Bangiqu, calling on his elemental power over water, flung the water creature out of its pool. It splashed onto the floor as plain water. Bangqiu and Ju-May measured the depth of the pool with long sticks and finding it shallow enough to allow wading, entered. Continuing to prod the bottom, they found a number of heavy, but movable objects. These proved to be bars of silver stamped with the imperial seal. Lacking the magical energy to deal with the other water snakes, Bangqiu urged his companions to join him in seeking refuge in the dragon’s cave. After confirming that the door could be opened from the inside, the entire party pushed inside. They searched it carefully, found there were no other exits and decided to rest for the night and then decide how to proceed.
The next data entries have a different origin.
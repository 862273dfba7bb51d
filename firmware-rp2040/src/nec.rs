//! NEC-family envelope demodulation.
//!
//! All three supported remote families transmit with the NEC timing
//! envelope: a 9 ms lead mark, a 4.5 ms header space (2.25 ms for a repeat
//! frame), pulse-distance data bits (560 µs mark, then a short space for 0
//! or a long space for 1), and a trailing stop mark. Bits are packed
//! MSB-first into bytes in arrival order; payload length varies by remote
//! (16 bits for the Lego handset, 32 for the NEC mini and Apple remotes).

use embassy_rp::gpio::Input;
use remote_core::{DecodeError, DecodeOutcome, FrameBytes, PulseBuffer, PulseDecoder};

use crate::capture::IrCapture;

// Lead mark: nominally 9000 µs.
const LEAD_MARK_MIN: u16 = 8_000;
const LEAD_MARK_MAX: u16 = 10_000;

// Header space: nominally 4500 µs.
const LEAD_SPACE_MIN: u16 = 3_500;
const LEAD_SPACE_MAX: u16 = 5_000;

// Repeat-frame space: nominally 2250 µs.
const REPEAT_SPACE_MIN: u16 = 2_000;
const REPEAT_SPACE_MAX: u16 = 2_700;

// Data bit mark: nominally 560 µs.
const BIT_MARK_MIN: u16 = 200;
const BIT_MARK_MAX: u16 = 1_000;

// Data bit space: 560 µs for a 0, 1690 µs for a 1.
const BIT_SPACE_MIN: u16 = 200;
const BIT_SPACE_MAX: u16 = 2_500;
const ONE_SPACE_THRESHOLD: u16 = 1_200;

/// Demodulate a captured pulse train.
///
/// Pure function over the durations; the outcome covers every way a train
/// can fail to carry a payload, so callers never see a panic from here.
pub fn demodulate(pulses: &[u16]) -> DecodeOutcome {
    let Some((&lead_mark, rest)) = pulses.split_first() else {
        return DecodeOutcome::Idle;
    };
    if !(LEAD_MARK_MIN..=LEAD_MARK_MAX).contains(&lead_mark) {
        return DecodeOutcome::Failed(DecodeError::Envelope);
    }

    let Some((&lead_space, rest)) = rest.split_first() else {
        return DecodeOutcome::Failed(DecodeError::Truncated);
    };
    if (REPEAT_SPACE_MIN..=REPEAT_SPACE_MAX).contains(&lead_space) {
        return DecodeOutcome::Repeat;
    }
    if !(LEAD_SPACE_MIN..=LEAD_SPACE_MAX).contains(&lead_space) {
        return DecodeOutcome::Failed(DecodeError::Envelope);
    }

    // What remains is (mark, space) pairs plus the trailing stop mark.
    let Some((_stop, data)) = rest.split_last() else {
        return DecodeOutcome::Failed(DecodeError::Truncated);
    };
    let bits = data.len() / 2;
    if data.len() % 2 != 0 || bits == 0 || bits % 8 != 0 {
        return DecodeOutcome::Failed(DecodeError::Truncated);
    }

    let mut frame = FrameBytes::new();
    let mut byte = 0u8;
    for (i, pair) in data.chunks_exact(2).enumerate() {
        let (mark, space) = (pair[0], pair[1]);
        if !(BIT_MARK_MIN..=BIT_MARK_MAX).contains(&mark)
            || !(BIT_SPACE_MIN..=BIT_SPACE_MAX).contains(&space)
        {
            return DecodeOutcome::Failed(DecodeError::BitTiming);
        }
        byte = (byte << 1) | u8::from(space > ONE_SPACE_THRESHOLD);
        if i % 8 == 7 {
            if frame.push(byte).is_err() {
                return DecodeOutcome::Failed(DecodeError::OutOfMemory);
            }
            byte = 0;
        }
    }
    DecodeOutcome::Frame(frame)
}

/// The RP2040 pulse decoder: edge-timing capture plus NEC demodulation.
///
/// Implements [`PulseDecoder`], so a
/// [`RemoteControl`](remote_core::RemoteControl) built around it runs the
/// whole capture-to-code pipeline on hardware.
pub struct NecIrDecoder<'d> {
    capture: IrCapture<'d>,
}

impl<'d> NecIrDecoder<'d> {
    /// Build a decoder around the receiver pin (active low, `Pull::Up`).
    pub fn new(pin: Input<'d>) -> Self {
        Self {
            capture: IrCapture::new(pin),
        }
    }
}

impl PulseDecoder for NecIrDecoder<'_> {
    fn capture(&mut self, blocking: bool) -> Option<PulseBuffer> {
        self.capture.record(blocking)
    }

    fn demodulate(&mut self, pulses: &PulseBuffer) -> DecodeOutcome {
        demodulate(pulses)
    }
}
//! Static key-to-code tables for the supported remotes.
//!
//! Each remote family contributes its own `const` sub-table, so the
//! provenance of every entry stays auditable and a new remote can be added
//! without touching existing entries. [`lookup`] searches their union.
//! All keys are disjoint across sub-tables (asserted in tests); the search
//! order here carries no semantics because classification already routed
//! the frame before a key exists.

use crate::codes::LogicalCode;

/// Adafruit mini remote (extended NEC, address bytes 255, 2).
///
/// Keys are `(frame[2] << 8) | frame[3]` as captured from the handset:
///
/// ```text
/// 1: [255, 2, 247, 8]             63240
/// 2: [255, 2, 119, 136]           30600
/// 3: [255, 2, 183, 72]            46920
/// 4: [255, 2, 215, 40]            55080
/// 5: [255, 2, 87, 168]            22440
/// 6: [255, 2, 151, 104]           38760
/// 7: [255, 2, 231, 24]            59160
/// 8: [255, 2, 103, 152]           26520
/// 9: [255, 2, 167, 88]            42840
/// 0: [255, 2, 207, 48]            53040
/// ^ : [255, 2, 95, 160]           24480
/// v : [255, 2, 79, 176]           20400
/// > : [255, 2, 175, 80]           44880
/// < : [255, 2, 239, 16]           61200
/// Enter: [255, 2, 111, 144]       28560
/// Setup: [255, 2, 223, 32]        57120
/// Stop/Mode: [255, 2, 159, 96]    40800
/// Back: [255, 2, 143, 112]        36720
/// Vol - : [255, 2, 255, 0]        65280
/// Vol + : [255, 2, 191, 64]       48960
/// Play/Pause: [255, 2, 127, 128]  32640
/// ```
pub const NEC_MINI_CODES: &[(u16, LogicalCode)] = &[
    (63240, LogicalCode::One),
    (30600, LogicalCode::Two),
    (46920, LogicalCode::Three),
    (55080, LogicalCode::Four),
    (22440, LogicalCode::Five),
    (38760, LogicalCode::Six),
    (59160, LogicalCode::Seven),
    (26520, LogicalCode::Eight),
    (42840, LogicalCode::Nine),
    (53040, LogicalCode::Zero),
    (24480, LogicalCode::Up),
    (20400, LogicalCode::Down),
    (44880, LogicalCode::Right),
    (61200, LogicalCode::Left),
    (28560, LogicalCode::Enter),
    (57120, LogicalCode::Setup),
    (40800, LogicalCode::StopMode),
    (36720, LogicalCode::Back),
    (65280, LogicalCode::VolumeMinus),
    (48960, LogicalCode::VolumePlus),
    (32640, LogicalCode::PlayPause),
];

/// Apple remotes, both hardware generations.
///
/// Keys are `(frame[2] << 8) | frame[3]`: command byte, then the pairing
/// id byte of the reference handset each table was captured from.
pub const APPLE_CODES: &[(u16, LogicalCode)] = &[
    // First generation (white, A1156), id byte 0x9B
    (0x029B, LogicalCode::Menu),
    (0x049B, LogicalCode::PlayPause),
    (0x079B, LogicalCode::Right),
    (0x089B, LogicalCode::Left),
    (0x0B9B, LogicalCode::Up),
    (0x0D9B, LogicalCode::Down),
    // Second generation (aluminum, A1294), id byte 0xE2; its center
    // select key is distinct from play/pause
    (0x03E2, LogicalCode::Menu),
    (0x06E2, LogicalCode::Right),
    (0x09E2, LogicalCode::Left),
    (0x0AE2, LogicalCode::Up),
    (0x0CE2, LogicalCode::Down),
    (0x5CE2, LogicalCode::Enter),
    (0x5FE2, LogicalCode::PlayPause),
];

/// Lego Power Functions handset, combo-direct mode, all four positions of
/// the channel switch.
///
/// A combo-direct frame is four nibbles: `toggle/escape/channel`,
/// `address/mode` (always 0x1 here), `data` (output B in bits 3-2, output A
/// in bits 1-0, with 01 = forward and 10 = backward), and the check nibble
/// `0xF ^ n1 ^ n2 ^ n3`. Keys are `(frame[1] << 8) | frame[0]` with
/// `frame[0] = n1 << 4 | n2` and `frame[1] = n3 << 4 | n4`.
///
/// Both sticks forward is Up, both backward is Down, opposing sticks turn
/// Left/Right, and a single stick maps to its own button code.
pub const LEGO_CODES: &[(u16, LogicalCode)] = &[
    // Channel 1
    (0x5B01, LogicalCode::Up),
    (0xA401, LogicalCode::Down),
    (0x6801, LogicalCode::Left),
    (0x9701, LogicalCode::Right),
    (0x1F01, LogicalCode::LeftButton),
    (0x4A01, LogicalCode::RightButton),
    // Channel 2
    (0x5A11, LogicalCode::Up),
    (0xA511, LogicalCode::Down),
    (0x6911, LogicalCode::Left),
    (0x9611, LogicalCode::Right),
    (0x1E11, LogicalCode::LeftButton),
    (0x4B11, LogicalCode::RightButton),
    // Channel 3
    (0x5921, LogicalCode::Up),
    (0xA621, LogicalCode::Down),
    (0x6A21, LogicalCode::Left),
    (0x9521, LogicalCode::Right),
    (0x1D21, LogicalCode::LeftButton),
    (0x4821, LogicalCode::RightButton),
    // Channel 4
    (0x5831, LogicalCode::Up),
    (0xA731, LogicalCode::Down),
    (0x6B31, LogicalCode::Left),
    (0x9431, LogicalCode::Right),
    (0x1C31, LogicalCode::LeftButton),
    (0x4931, LogicalCode::RightButton),
];

/// Resolve a lookup key against the union of all sub-tables.
#[must_use]
pub fn lookup(key: u16) -> Option<LogicalCode> {
    NEC_MINI_CODES
        .iter()
        .chain(APPLE_CODES)
        .chain(LEGO_CODES)
        .find(|(k, _)| *k == key)
        .map(|&(_, code)| code)
}

#[cfg(test)]
mod tests {
    extern crate std;
    use std::collections::BTreeSet;

    use super::*;

    #[test]
    fn test_lookup_known_keys() {
        assert_eq!(lookup(53040), Some(LogicalCode::Zero));
        assert_eq!(lookup(24480), Some(LogicalCode::Up));
        assert_eq!(lookup(0x5CE2), Some(LogicalCode::Enter));
        assert_eq!(lookup(0x5B01), Some(LogicalCode::Up));
        assert_eq!(lookup(0x1C31), Some(LogicalCode::LeftButton));
    }

    #[test]
    fn test_lookup_absent_key() {
        assert_eq!(lookup(0x0000), None);
        assert_eq!(lookup(0x1234), None);
    }

    #[test]
    fn test_sub_table_sizes() {
        assert_eq!(NEC_MINI_CODES.len(), 21);
        assert_eq!(APPLE_CODES.len(), 13);
        assert_eq!(LEGO_CODES.len(), 24);
    }

    #[test]
    fn test_keys_disjoint_across_sub_tables() {
        // All protocols share one 16-bit key space; the tables are
        // constructed so no key appears twice anywhere in the union.
        let mut seen = BTreeSet::new();
        for &(key, _) in NEC_MINI_CODES.iter().chain(APPLE_CODES).chain(LEGO_CODES) {
            assert!(seen.insert(key), "duplicate key {key:#06x}");
        }
        assert_eq!(seen.len(), 58);
    }

    #[test]
    fn test_lookup_is_deterministic() {
        // The table is pure data; two scans of the same key agree.
        for &(key, code) in NEC_MINI_CODES.iter().chain(APPLE_CODES).chain(LEGO_CODES) {
            assert_eq!(lookup(key), Some(code));
            assert_eq!(lookup(key), Some(code));
        }
    }

    #[test]
    fn test_lego_check_nibbles() {
        // Every Lego entry carries a valid combo-direct check nibble.
        for &(key, _) in LEGO_CODES {
            let n1 = (key >> 4) & 0xF;
            let n2 = key & 0xF;
            let n3 = (key >> 12) & 0xF;
            let n4 = (key >> 8) & 0xF;
            assert_eq!(n4, 0xF ^ n1 ^ n2 ^ n3, "bad check nibble in {key:#06x}");
            assert_eq!(n2, 0x1, "not a combo-direct frame: {key:#06x}");
        }
    }
}
//! GPIO edge-timing pulse capture for an active-low IR receiver module.
//!
//! A 38 kHz receiver (TSOP-style) idles high and pulls its data pin low
//! for the duration of each carrier burst. This module measures those
//! mark/space durations by polling the pin against `embassy_time::Instant`
//! and records them into a [`PulseBuffer`], lead mark first.

use embassy_rp::gpio::{Input, Level};
use embassy_time::{Duration, Instant};
use remote_core::PulseBuffer;

/// How long a blocking capture waits for a first mark before giving up.
const IDLE_TIMEOUT_US: u64 = 150_000;

/// A mark longer than this means a stuck or shorted line, not a frame.
const MARK_TIMEOUT_US: u64 = 12_000;

/// A space longer than this ends the frame (the longest in-frame space,
/// the 4.5 ms NEC header gap, is well below it).
const FRAME_GAP_US: u64 = 6_000;

/// Owns the receiver pin and records raw pulse trains off it.
///
/// Exclusive ownership of the pin is enforced by construction: the GPIO
/// peripheral moves into the `Input`, and the `Input` moves in here, so a
/// second capture instance on the same receiver cannot exist.
pub struct IrCapture<'d> {
    pin: Input<'d>,
}

impl<'d> IrCapture<'d> {
    /// Take ownership of the receiver pin (configured with `Pull::Up`).
    pub fn new(pin: Input<'d>) -> Self {
        Self { pin }
    }

    /// Record one pulse train.
    ///
    /// Non-blocking mode returns `None` immediately while the line idles
    /// high. Blocking mode waits up to the idle timeout for a first mark;
    /// `None` after that timeout means idle, same as non-blocking.
    pub fn record(&mut self, blocking: bool) -> Option<PulseBuffer> {
        if self.pin.is_high() {
            if !blocking {
                return None;
            }
            self.wait_for_level(Level::Low, IDLE_TIMEOUT_US)?;
        }

        let mut pulses = PulseBuffer::new();
        let mut level = Level::Low;
        loop {
            let timeout = match level {
                Level::Low => MARK_TIMEOUT_US,
                Level::High => FRAME_GAP_US,
            };
            match self.time_level(level, timeout) {
                Some(us) => {
                    if pulses.push(us.min(u16::MAX as u64) as u16).is_err() {
                        // Train longer than the buffer; return what fits
                        // and let demodulation reject it.
                        break;
                    }
                    level = match level {
                        Level::Low => Level::High,
                        Level::High => Level::Low,
                    };
                }
                // Frame gap (or a stuck line): the train is over.
                None => break,
            }
        }
        Some(pulses)
    }

    /// Poll until the pin reaches `level` or the timeout expires.
    fn wait_for_level(&self, level: Level, timeout_us: u64) -> Option<()> {
        let start = Instant::now();
        let timeout = Duration::from_micros(timeout_us);
        loop {
            if self.current_level() == level {
                return Some(());
            }
            if start.elapsed() > timeout {
                return None;
            }
        }
    }

    /// Measure how long the pin stays at `level`, in microseconds.
    ///
    /// Returns `None` when the level outlasts the timeout.
    fn time_level(&self, level: Level, timeout_us: u64) -> Option<u64> {
        let start = Instant::now();
        let timeout = Duration::from_micros(timeout_us);
        loop {
            if self.current_level() != level {
                return Some(start.elapsed().as_micros());
            }
            if start.elapsed() > timeout {
                return None;
            }
        }
    }

    fn current_level(&self) -> Level {
        if self.pin.is_high() {
            Level::High
        } else {
            Level::Low
        }
    }
}
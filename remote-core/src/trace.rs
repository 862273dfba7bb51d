//! Debug trace backend selection.
//!
//! [`RemoteControl`](crate::RemoteControl) emits one line per notable event
//! when its debug flag is set. The line goes to `defmt` on embedded
//! targets, to `log` on host, and compiles to nothing when neither feature
//! is enabled. Only `{}` placeholders with integers and `&str` are used,
//! which both backends format identically.

macro_rules! debug_line {
    ($($arg:tt)*) => {{
        #[cfg(feature = "defmt")]
        defmt::debug!($($arg)*);
        #[cfg(all(feature = "log", not(feature = "defmt")))]
        log::debug!($($arg)*);
        #[cfg(all(not(feature = "defmt"), not(feature = "log")))]
        let _ = core::format_args!($($arg)*);
    }};
}

pub(crate) use debug_line;
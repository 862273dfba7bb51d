#![no_std]
#![no_main]

use defmt::info;
use defmt_rtt as _;
use embassy_executor::Spawner;
use embassy_rp::gpio::{Input, Pull};
use embassy_time::Timer;
use ir_remote_rp2040::{LogicalCode, NecIrDecoder, RemoteControl};

#[cfg(feature = "dev-panic")]
use panic_probe as _;
#[cfg(feature = "prod-panic")]
use panic_reset as _;

#[embassy_executor::main]
async fn main(_spawner: Spawner) {
    info!("ir-remote starting...");

    let p = embassy_rp::init(embassy_rp::config::Config::default());

    // Active-low IR receiver module on GPIO 15, idle high.
    let ir_pin = Input::new(p.PIN_15, Pull::Up);
    let mut remote = RemoteControl::with_debug(NecIrDecoder::new(ir_pin), true);

    info!("ir-remote ready, point a remote at the receiver");

    loop {
        match remote.code(false) {
            LogicalCode::Up => info!("Forward"),
            LogicalCode::Down => info!("Backwards"),
            LogicalCode::Left => info!("Left"),
            LogicalCode::Right => info!("Right"),
            LogicalCode::Unknown => {}
            code => info!("code {}", code.raw()),
        }
        Timer::after_millis(100).await;
    }
}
While his companions slept, Ju May meditated. After several hours, his meditation was disturbed by the sound of voice in the chamber outside the dragon’s lair. Ju May roused the others and they all listened breathlessly to the boisterous conversation of a dozen or more creatures, with loud reptilian voices. The party prepared to fight and Bangqiu, translated what the creatures were saying. They returning from a successful raid on the human lands, they had enjoyed several nights in the swamp, but now they were looking forward to relaxing by the river below. The party heard the sound of a stone door being opened, and of the gregarious creatures passing out of the room one-by- one. The party surmised that there was a hidden entrance, probably a trapdoor in the floor right outside their hiding place. The party heard the sounds of the bubbling pools and heard the reptilian creatures joking with each other and taunting the weird snakes that formed from the water of the pools. One of the last of the creatures idly stuck its green scaled finger into the dragon lair “keyhole” while idly wondering how to get at the treasure inside. Beatriss discouraged Bangqiu from cutting off the finger. The finger was retracted, the voice grew faint, there was the sound of stone grinding against stone, and then the only sound was the thrashing of the weird pools.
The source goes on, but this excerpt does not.